Kalimat ini memang terdengar indah, namun sebenarnya menyembunyikan fakta bahwa jasa guru sering tidak dibalas secara layak. Pahlawan tetaplah manusia yang memiliki kebutuhan hidup, dan jasa mereka selayaknya diberi penghargaan yang nyata, bukan sekadar pujian kosong. Bayangkan jika profesi guru dihargai setara dengan profesi lain yang dianggap berwibawa secara ekonomi.
Bayangkan jika menjadi guru adalah cita-cita yang realistis untuk mereka yang ingin hidup sejahtera sambil memberi kontribusi besar bagi masyarakat. Negara-negara maju seperti Finlandia dan Jepang sudah membuktikan bahwa ketika guru diberi posisi strategis dan penghargaan layak, maka kualitas pendidikan pun akan ikut meningkat.
Menghargai guru bukan hanya soal memberikan gaji tinggi, tapi juga menciptakan sistem yang adil, transparan, dan mendukung pengembangan profesional mereka. Guru perlu diberi kesempatan untuk terus belajar, mengakses pelatihan berkualitas, dan mendapatkan fasilitas yang memadai dalam mengajar.
Semua itu tidak bisa dicapai jika kita masih memelihara pola pikir bahwa guru harus cukup dengan ikhlas dan sabar. Terlebih akhir-akhir ini profesi guru selalu menjadi sasaran hinaan, mulai dari anggapan beban negara hingga statement yang menyebutkan bahwa guru adalah pahlawan penuh tanda tanya.

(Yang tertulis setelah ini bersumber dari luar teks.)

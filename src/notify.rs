use std::fmt;
use std::sync::Mutex;

use tracing::{error, info};

#[derive(Debug, Clone, Copy, PartialEq, Eq)]
pub enum NoticeLevel {
    Success,
    Info,
    Error,
}

/// A transient message for the user.
#[derive(Debug, Clone, PartialEq, Eq)]
pub struct Notice {
    pub level: NoticeLevel,
    pub message: String,
}

/// Shows transient notices. Implemented by the embedding UI.
pub trait Notifier: Send + Sync {
    fn notify(&self, level: NoticeLevel, message: &str);
}

/// Pages the form can send the user to.
#[derive(Debug, Clone, Copy, PartialEq, Eq)]
pub enum Route {
    Attendance { session_id: i64 },
    PastSessions { class_id: i64 },
}

impl fmt::Display for Route {
    fn fmt(&self, f: &mut fmt::Formatter<'_>) -> fmt::Result {
        match self {
            Route::Attendance { session_id } => write!(f, "/attendance/{session_id}"),
            Route::PastSessions { class_id } => write!(f, "/classes/past-sessions/{class_id}"),
        }
    }
}

pub trait Navigator: Send + Sync {
    fn push(&self, route: Route);
    /// Reloads the page so server-derived data (sessions) is fetched again.
    fn reload(&self);
}

/// Writes notices to the log. Useful when there is no UI attached.
#[derive(Debug, Clone, Copy, Default)]
pub struct LogNotifier;

impl Notifier for LogNotifier {
    fn notify(&self, level: NoticeLevel, message: &str) {
        match level {
            NoticeLevel::Error => error!(%message, "notice"),
            NoticeLevel::Success | NoticeLevel::Info => info!(%message, "notice"),
        }
    }
}

/// Keeps every notice and navigation in memory, in order.
#[derive(Debug, Default)]
pub struct Recorder {
    notices: Mutex<Vec<Notice>>,
    routes: Mutex<Vec<Route>>,
    reloads: Mutex<usize>,
}

impl Recorder {
    pub fn new() -> Self {
        Self::default()
    }

    pub fn notices(&self) -> Vec<Notice> {
        self.notices.lock().map(|n| n.clone()).unwrap_or_default()
    }

    pub fn last_notice(&self) -> Option<Notice> {
        self.notices.lock().ok()?.last().cloned()
    }

    pub fn routes(&self) -> Vec<Route> {
        self.routes.lock().map(|r| r.clone()).unwrap_or_default()
    }

    pub fn reloads(&self) -> usize {
        self.reloads.lock().map(|r| *r).unwrap_or_default()
    }
}

impl Notifier for Recorder {
    fn notify(&self, level: NoticeLevel, message: &str) {
        if let Ok(mut notices) = self.notices.lock() {
            notices.push(Notice {
                level,
                message: message.to_string(),
            });
        }
    }
}

impl Navigator for Recorder {
    fn push(&self, route: Route) {
        if let Ok(mut routes) = self.routes.lock() {
            routes.push(route);
        }
    }

    fn reload(&self) {
        if let Ok(mut reloads) = self.reloads.lock() {
            *reloads += 1;
        }
    }
}

#[cfg(test)]
mod tests {
    use super::*;

    #[test]
    fn test_routes_render_paths() {
        assert_eq!(Route::Attendance { session_id: 41 }.to_string(), "/attendance/41");
        assert_eq!(
            Route::PastSessions { class_id: 7 }.to_string(),
            "/classes/past-sessions/7"
        );
    }

    #[test]
    fn test_recorder_keeps_order() {
        let recorder = Recorder::new();
        recorder.notify(NoticeLevel::Info, "one");
        recorder.notify(NoticeLevel::Error, "two");
        recorder.reload();
        assert_eq!(recorder.notices().len(), 2);
        assert_eq!(recorder.last_notice().unwrap().message, "two");
        assert_eq!(recorder.reloads(), 1);
    }
}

Menormalisasikan rendahnya kesejahteraan guru adalah bentuk ketidakadilan yang sistemik hanya karena alasan profesi mereka merupakan panggilan jiwa. Sudah waktunya kita membangun budaya yang benar-benar memuliakan guru, bukan hanya dalam kata-kata, tetapi dalam kebijakan dan tindakan nyata. Keikhlasan guru memang penting, tetapi keadilan dan kesejahteraan mereka jauh lebih mendesak untuk diwujudkan.